---------- DATA IN THIS EXERCISE

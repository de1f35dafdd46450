// Copyright (c) 2025 Geoffrey Huntley <ghuntley@ghuntley.com>. All rights reserved.
// SPDX-License-Identifier: Proprietary

use crate::key::{InvocationId, JobKey, WorkerId};
use std::sync::atomic::{AtomicBool, Ordering};
use std::sync::Arc;
use tokio::sync::Notify;
use tracing::debug;

/// Cancellation token bound to exactly one invocation.
///
/// Clones share state, so the scheduler can keep a clone while the loop
/// polls another. The flag is set at most once and never reset; no method
/// blocks.
#[derive(Clone)]
pub struct ExecutionHandle {
	inner: Arc<HandleInner>,
}

struct HandleInner {
	invocation_id: InvocationId,
	job_key: JobKey,
	worker_id: WorkerId,
	cancelled: AtomicBool,
	released: AtomicBool,
	wake: Notify,
}

impl ExecutionHandle {
	pub(crate) fn new(invocation_id: InvocationId, job_key: JobKey, worker_id: WorkerId) -> Self {
		Self {
			inner: Arc::new(HandleInner {
				invocation_id,
				job_key,
				worker_id,
				cancelled: AtomicBool::new(false),
				released: AtomicBool::new(false),
				wake: Notify::new(),
			}),
		}
	}

	/// Request the invocation to stop.
	///
	/// Returns `true` only for the call that actually set the flag.
	pub fn cancel(&self) -> bool {
		let first = !self.inner.cancelled.swap(true, Ordering::SeqCst);
		if first {
			self.inner.wake.notify_waiters();
			debug!(
				invocation_id = %self.inner.invocation_id,
				job_key = %self.inner.job_key,
				released = self.is_released(),
				"Cancellation requested"
			);
		}
		first
	}

	pub fn is_cancelled(&self) -> bool {
		self.inner.cancelled.load(Ordering::SeqCst)
	}

	/// Whether the owning invocation has terminated.
	pub fn is_released(&self) -> bool {
		self.inner.released.load(Ordering::SeqCst)
	}

	pub fn invocation_id(&self) -> InvocationId {
		self.inner.invocation_id
	}

	pub fn job_key(&self) -> &JobKey {
		&self.inner.job_key
	}

	pub fn worker_id(&self) -> &WorkerId {
		&self.inner.worker_id
	}

	/// Resolves once [`cancel`](Self::cancel) has been called.
	pub async fn cancelled(&self) {
		loop {
			let notified = self.inner.wake.notified();
			tokio::pin!(notified);
			// Register before checking the flag so a concurrent cancel cannot slip between.
			notified.as_mut().enable();
			if self.is_cancelled() {
				return;
			}
			notified.await;
		}
	}

	pub(crate) fn release(&self) {
		self.inner.released.store(true, Ordering::SeqCst);
	}
}

impl std::fmt::Debug for ExecutionHandle {
	fn fmt(&self, f: &mut std::fmt::Formatter<'_>) -> std::fmt::Result {
		f.debug_struct("ExecutionHandle")
			.field("invocation_id", &self.inner.invocation_id)
			.field("job_key", &self.inner.job_key)
			.field("worker_id", &self.inner.worker_id)
			.field("cancelled", &self.is_cancelled())
			.field("released", &self.is_released())
			.finish()
	}
}

/// What a [`crate::Job`] sees while performing one step.
pub struct StepContext<'a> {
	/// Zero-based index of the step being performed.
	pub iteration: u32,
	pub iteration_count: u32,
	pub handle: &'a ExecutionHandle,
}

impl StepContext<'_> {
	pub fn job_key(&self) -> &JobKey {
		self.handle.job_key()
	}

	pub fn worker_id(&self) -> &WorkerId {
		self.handle.worker_id()
	}

	pub fn is_cancelled(&self) -> bool {
		self.handle.is_cancelled()
	}

	pub fn is_last(&self) -> bool {
		self.iteration + 1 == self.iteration_count
	}
}

#[cfg(test)]
mod tests {
	use super::*;
	use std::time::Duration;

	fn handle() -> ExecutionHandle {
		ExecutionHandle::new(
			InvocationId::new(),
			JobKey::new("handle-test"),
			WorkerId::new("worker-1"),
		)
	}

	#[test]
	fn test_new_handle_is_not_cancelled() {
		let handle = handle();
		assert!(!handle.is_cancelled());
		assert!(!handle.is_released());
	}

	#[test]
	fn test_cancel_is_idempotent() {
		let handle = handle();
		assert!(handle.cancel());
		assert!(!handle.cancel());
		assert!(!handle.cancel());
		assert!(handle.is_cancelled());
	}

	#[test]
	fn test_clones_share_cancellation() {
		let handle = handle();
		let scheduler_view = handle.clone();
		scheduler_view.cancel();
		assert!(handle.is_cancelled());
	}

	#[test]
	fn test_cancel_from_another_thread_is_observed() {
		let handle = handle();
		let remote = handle.clone();
		std::thread::spawn(move || {
			remote.cancel();
		})
		.join()
		.unwrap();
		assert!(handle.is_cancelled());
	}

	#[test]
	fn test_concurrent_cancels_set_flag_once() {
		let handle = handle();
		let threads: Vec<_> = (0..8)
			.map(|_| {
				let h = handle.clone();
				std::thread::spawn(move || h.cancel())
			})
			.collect();

		let winners = threads
			.into_iter()
			.map(|t| t.join().unwrap())
			.filter(|first| *first)
			.count();
		assert_eq!(winners, 1);
	}

	#[test]
	fn test_release_keeps_cancellation_monotonic() {
		let handle = handle();
		handle.cancel();
		handle.release();
		assert!(handle.is_released());
		assert!(handle.is_cancelled());
		assert!(!handle.cancel());
	}

	#[tokio::test]
	async fn test_cancelled_resolves_after_cancel() {
		let handle = handle();
		let remote = handle.clone();
		tokio::spawn(async move {
			tokio::time::sleep(Duration::from_millis(10)).await;
			remote.cancel();
		});

		tokio::time::timeout(Duration::from_secs(5), handle.cancelled())
			.await
			.expect("cancelled() should resolve");
	}

	#[tokio::test]
	async fn test_cancelled_resolves_immediately_when_already_set() {
		let handle = handle();
		handle.cancel();
		tokio::time::timeout(Duration::from_millis(100), handle.cancelled())
			.await
			.expect("cancelled() should resolve immediately");
	}

	#[test]
	fn test_step_context_accessors() {
		let handle = handle();
		let ctx = StepContext {
			iteration: 2,
			iteration_count: 3,
			handle: &handle,
		};
		assert_eq!(ctx.job_key().name(), "handle-test");
		assert_eq!(ctx.worker_id().as_str(), "worker-1");
		assert!(ctx.is_last());
		assert!(!ctx.is_cancelled());
	}
}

--------------------

→ **YOUR INSTRUCTIONS**
Copy the records above exactly, leaving nothing out.

→ **EXERCISE ANSWER**
repository de1f35dafdd46450
// Copyright (c) 2025 Geoffrey Huntley <ghuntley@ghuntley.com>. All rights reserved.
// SPDX-License-Identifier: Proprietary

use crate::key::{InvocationId, JobKey, WorkerId};
use std::sync::atomic::{AtomicBool, Ordering};
use std::sync::Arc;
use tokio::sync::Notify;
use tracing::debug;

/// Cancellation token bound to exactly one invocation.
///
/// Clones share state, so the scheduler can keep a clone while the loop
/// polls another. The flag is set at most once and never reset; no method
/// blocks.
#[derive(Clone)]
pub struct ExecutionHandle {
	inner: Arc<HandleInner>,
}

struct HandleInner {
	invocation_id: InvocationId,
	job_key: JobKey,
	worker_id: WorkerId,
	cancelled: AtomicBool,
	released: AtomicBool,
	wake: Notify,
}

impl ExecutionHandle {
	pub(crate) fn new(invocation_id: InvocationId, job_key: JobKey, worker_id: WorkerId) -> Self {
		Self {
			inner: Arc::new(HandleInner {
				invocation_id,
				job_key,
				worker_id,
				cancelled: AtomicBool::new(false),
				released: AtomicBool::new(false),
				wake: Notify::new(),
			}),
		}
	}

	/// Request the invocation to stop.
	///
	/// Returns `true` only for the call that actually set the flag.
	pub fn cancel(&self) -> bool {
		let first = !self.inner.cancelled.swap(true, Ordering::SeqCst);
		if first {
			self.inner.wake.notify_waiters();
			debug!(
				invocation_id = %self.inner.invocation_id,
				job_key = %self.inner.job_key,
				released = self.is_released(),
				"Cancellation requested"
			);
		}
		first
	}

	pub fn is_cancelled(&self) -> bool {
		self.inner.cancelled.load(Ordering::SeqCst)
	}

	/// Whether the owning invocation has terminated.
	pub fn is_released(&self) -> bool {
		self.inner.released.load(Ordering::SeqCst)
	}

	pub fn invocation_id(&self) -> InvocationId {
		self.inner.invocation_id
	}

	pub fn job_key(&self) -> &JobKey {
		&self.inner.job_key
	}

	pub fn worker_id(&self) -> &WorkerId {
		&self.inner.worker_id
	}

	/// Resolves once [`cancel`](Self::cancel) has been called.
	pub async fn cancelled(&self) {
		loop {
			let notified = self.inner.wake.notified();
			tokio::pin!(notified);
			// Register before checking the flag so a concurrent cancel cannot slip between.
			notified.as_mut().enable();
			if self.is_cancelled() {
				return;
			}
			notified.await;
		}
	}

	pub(crate) fn release(&self) {
		self.inner.released.store(true, Ordering::SeqCst);
	}
}

impl std::fmt::Debug for ExecutionHandle {
	fn fmt(&self, f: &mut std::fmt::Formatter<'_>) -> std::fmt::Result {
		f.debug_struct("ExecutionHandle")
			.field("invocation_id", &self.inner.invocation_id)
			.field("job_key", &self.inner.job_key)
			.field("worker_id", &self.inner.worker_id)
			.field("cancelled", &self.is_cancelled())
			.field("released", &self.is_released())
			.finish()
	}
}

/// What a [`crate::Job`] sees while performing one step.
pub struct StepContext<'a> {
	/// Zero-based index of the step being performed.
	pub iteration: u32,
	pub iteration_count: u32,
	pub handle: &'a ExecutionHandle,
}

impl StepContext<'_> {
	pub fn job_key(&self) -> &JobKey {
		self.handle.job_key()
	}

	pub fn worker_id(&self) -> &WorkerId {
		self.handle.worker_id()
	}

	pub fn is_cancelled(&self) -> bool {
		self.handle.is_cancelled()
	}

	pub fn is_last(&self) -> bool {
		self.iteration + 1 == self.iteration_count
	}
}

#[cfg(test)]
mod tests {
	use super::*;
	use std::time::Duration;

	fn handle() -> ExecutionHandle {
		ExecutionHandle::new(
			InvocationId::new(),
			JobKey::new("handle-test"),
			WorkerId::new("worker-1"),
		)
	}

	#[test]
	fn test_new_handle_is_not_cancelled() {
		let handle = handle();
		assert!(!handle.is_cancelled());
		assert!(!handle.is_released());
	}

	#[test]
	fn test_cancel_is_idempotent() {
		let handle = handle();
		assert!(handle.cancel());
		assert!(!handle.cancel());
		assert!(!handle.cancel());
		assert!(handle.is_cancelled());
	}

	#[test]
	fn test_clones_share_cancellation() {
		let handle = handle();
		let scheduler_view = handle.clone();
		scheduler_view.cancel();
		assert!(handle.is_cancelled());
	}

	#[test]
	fn test_cancel_from_another_thread_is_observed() {
		let handle = handle();
		let remote = handle.clone();
		std::thread::spawn(move || {
			remote.cancel();
		})
		.join()
		.unwrap();
		assert!(handle.is_cancelled());
	}

	#[test]
	fn test_concurrent_cancels_set_flag_once() {
		let handle = handle();
		let threads: Vec<_> = (0..8)
			.map(|_| {
				let h = handle.clone();
				std::thread::spawn(move || h.cancel())
			})
			.collect();

		let winners = threads
			.into_iter()
			.map(|t| t.join().unwrap())
			.filter(|first| *first)
			.count();
		assert_eq!(winners, 1);
	}

	#[test]
	fn test_release_keeps_cancellation_monotonic() {
		let handle = handle();
		handle.cancel();
		handle.release();
		assert!(handle.is_released());
		assert!(handle.is_cancelled());
		assert!(!handle.cancel());
	}

	#[tokio::test]
	async fn test_cancelled_resolves_after_cancel() {
		let handle = handle();
		let remote = handle.clone();
		tokio::spawn(async move {
			tokio::time::sleep(Duration::from_millis(10)).await;
			remote.cancel();
		});

		tokio::time::timeout(Duration::from_secs(5), handle.cancelled())
			.await
			.expect("cancelled() should resolve");
	}

	#[tokio::test]
	async fn test_cancelled_resolves_immediately_when_already_set() {
		let handle = handle();
		handle.cancel();
		tokio::time::timeout(Duration::from_millis(100), handle.cancelled())
			.await
			.expect("cancelled() should resolve immediately");
	}

	#[test]
	fn test_step_context_accessors() {
		let handle = handle();
		let ctx = StepContext {
			iteration: 2,
			iteration_count: 3,
			handle: &handle,
		};
		assert_eq!(ctx.job_key().name(), "handle-test");
		assert_eq!(ctx.worker_id().as_str(), "worker-1");
		assert!(ctx.is_last());
		assert!(!ctx.is_cancelled());
	}
}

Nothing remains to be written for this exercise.